©St. Petersburg Times, published December 11, 1997
As if your article of pure innuendo (For some Scientologists, pilgrimage has been fatal) weren't enough, you've also continued to use discredited sources as "authoritative consultants" to forward your bigoted agenda.
I won't detail how a similar article could be written about any religion. Indeed, I'd bet money that no newspaper in the United States has ever started isolating the death of the members of a religion. If you were to do it with the local Catholics, I am sure it could be a real scandal. I can just imagine the young kid who got in an auto accident and died and was found intoxicated while his grieving parents said, "He was such a good boy and we never saw him drink," only to have Medical Examiner Joan Wood 10 years later say, "Well, then what was he doing drinking? We may never know -- this should be further investigated."
But let's stay with specifics.
You quoted Margaret Singer as an expert on cults. To begin, she's a psychologist -- not a psychiatrist -- and therefore, by law, is prohibited from prescribing any drug. For her to be giving an opinion about the effects of someone on or off drugs indicates she has been committing the offense of practicing medicine without a license. Moreover, she is no expert on cults or Scientology. It is true that she testified from time to time, but she finally submitted her thesis on coercive practices of cults to the American Psychological Association, which promptly rejected it out of hand and called it one of the worst pieces of research ever conducted. Specifically, it said that "the report lacks the scientific rigor and even-handed critical approach necessary for APA imprimatur" and the report had "significant deficiencies," and cautioned the author of the report against implying "APA support or approval of the positions advocated in the report," and ordered that Singer not "distribute or publicize the report without indicating that the report was unacceptable to the board."

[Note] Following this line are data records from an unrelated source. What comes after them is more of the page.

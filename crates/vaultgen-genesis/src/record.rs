//! Row validation: amount parsing, unit conversion, and key decoding.

use tracing::warn;
use vaultgen_core::constants::PUBLIC_KEY_SIZE;
use vaultgen_core::error::{KeyRejection, RowRejection, VaultgenError};
use vaultgen_core::types::{Amount, PublicKey};

use crate::params::ColumnLayout;
use crate::policy::check_policy;

/// One input row, split into the fields the pipeline reads. The name column
/// is never decoded.
#[derive(Clone, Debug, PartialEq, Eq)]
pub struct GrantRecord<'a> {
    pub amount: &'a str,
    pub keys: Vec<&'a str>,
    pub m: &'a str,
    pub n: &'a str,
}

impl<'a> GrantRecord<'a> {
    /// Pick the grant's fields out of a raw row.
    ///
    /// Returns `None` if the row is narrower than `layout` requires, and
    /// `Some(Err(..))` if a field the pipeline reads is not UTF-8.
    pub fn from_fields(
        fields: &[&'a [u8]],
        layout: &ColumnLayout,
    ) -> Option<Result<Self, RowRejection>> {
        if fields.len() < layout.width() {
            return None;
        }
        Some(Self::decode(fields, layout))
    }

    fn decode(fields: &[&'a [u8]], layout: &ColumnLayout) -> Result<Self, RowRejection> {
        let text = |column: usize| {
            std::str::from_utf8(fields[column])
                .map_err(|_| RowRejection::InvalidEncoding { column })
        };
        Ok(Self {
            amount: text(layout.amount)?,
            keys: (layout.keys_start..layout.keys_end)
                .map(text)
                .collect::<Result<_, _>>()?,
            m: text(layout.m)?,
            n: text(layout.n)?,
        })
    }
}

/// A row that passed every check. Immutable once built.
#[derive(Clone, Debug, PartialEq, Eq)]
pub struct ValidatedGrant {
    /// Amount as entered, in SMH.
    pub amount: u64,
    /// Amount in smidge.
    pub amount_base: Amount,
    /// Keys in column order. Never empty.
    pub keys: Vec<PublicKey>,
    /// Signatures required; always the number of keys.
    pub threshold: u8,
}

/// Result of validating one row.
#[derive(Debug, PartialEq, Eq)]
pub enum RowOutcome {
    Accepted(ValidatedGrant),
    Rejected(RowRejection),
}

/// Parse a human-entered amount such as `"1,000"`.
pub fn parse_amount(raw: &str) -> Result<u64, RowRejection> {
    let digits: String = raw.trim().chars().filter(|c| *c != ',').collect();
    if digits.is_empty() || !digits.bytes().all(|b| b.is_ascii_digit()) {
        return Err(RowRejection::InvalidAmount(raw.to_string()));
    }
    digits
        .parse::<u64>()
        .map_err(|_| RowRejection::InvalidAmount(raw.to_string()))
}

/// Convert SMH to smidge. Overflow means a corrupt input file or constant
/// and aborts the whole run.
pub fn to_base_units(amount: u64, multiplier: u64) -> Result<Amount, VaultgenError> {
    amount
        .checked_mul(multiplier)
        .ok_or(VaultgenError::AmountOverflow { amount, multiplier })
}

/// Decode one key column. A blank column yields `Ok(None)`.
pub fn decode_key(raw: &str) -> Result<Option<PublicKey>, KeyRejection> {
    let raw = raw.trim();
    if raw.is_empty() {
        return Ok(None);
    }
    let hex_str = raw.strip_prefix("0x").unwrap_or(raw);
    let bytes = hex::decode(hex_str).map_err(|e| KeyRejection::InvalidHex(e.to_string()))?;
    let arr: [u8; PUBLIC_KEY_SIZE] =
        bytes
            .as_slice()
            .try_into()
            .map_err(|_| KeyRejection::InvalidLength {
                expected: PUBLIC_KEY_SIZE,
                got: bytes.len(),
            })?;
    Ok(Some(PublicKey::from_bytes(arr)))
}

/// Decode every key column, skipping blanks. Bad keys are returned with
/// their offset in the key slice instead of failing the row.
pub fn decode_keys(raw: &[&str]) -> (Vec<PublicKey>, Vec<(usize, KeyRejection)>) {
    let mut keys = Vec::with_capacity(raw.len());
    let mut rejected = Vec::new();
    for (i, field) in raw.iter().enumerate() {
        match decode_key(field) {
            Ok(Some(key)) => keys.push(key),
            Ok(None) => {}
            Err(e) => rejected.push((i, e)),
        }
    }
    (keys, rejected)
}

/// Validate one row.
///
/// Row-level problems come back as `RowOutcome::Rejected`; only an amount
/// that overflows on unit conversion is an `Err`.
pub fn validate(
    record: &GrantRecord<'_>,
    multiplier: u64,
    line: u64,
) -> Result<RowOutcome, VaultgenError> {
    let amount = match parse_amount(record.amount) {
        Ok(a) => a,
        Err(e) => return Ok(RowOutcome::Rejected(e)),
    };
    let amount_base = to_base_units(amount, multiplier)?;

    let (keys, bad_keys) = decode_keys(&record.keys);
    for (key_index, reason) in &bad_keys {
        warn!(line, key_index, reason = %reason, "invalid key, dropping it");
    }
    if keys.is_empty() {
        return Ok(RowOutcome::Rejected(RowRejection::NoKeys));
    }

    let threshold = match check_policy(keys.len(), record.m, record.n) {
        Ok(t) => t,
        Err(e) => return Ok(RowOutcome::Rejected(e)),
    };

    Ok(RowOutcome::Accepted(ValidatedGrant {
        amount,
        amount_base,
        keys,
        threshold,
    }))
}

So incensed was Margaret Singer that she sued the American Psychological Association and accused the Church of Scientology of conspiring against her. Your reporters may get a lot of things wrong, but one thing they certainly know is that the last people we'd ever conspire with are the members of the American Psychological Association.
Since the APA rejected her theories, she has been prohibited from testifying in court as an expert on these practices. So much for your expert. Where did you find her -- your morgue files where you've probably quoted her extensively before?
The second point concerns Vaughn Young who, again, is referred to as an authority while making a bunch of vicious, slanderous and unfounded allegations. To begin, Vaughn Young was not the official church spokesperson -- that's just a complete lie. Second, he's never testified in a trial against Scientology. Third, this is an individual who just testified that all of his anti-Scientology statements have been paid for and who only last month received $230,000 in funding from Robert Minton, the same individual who flew in all of the anti-Scientology protesters who just staged a sham vigil. Not coincidentally, that same Robert Minton is also funding the Lisa McPherson civil case.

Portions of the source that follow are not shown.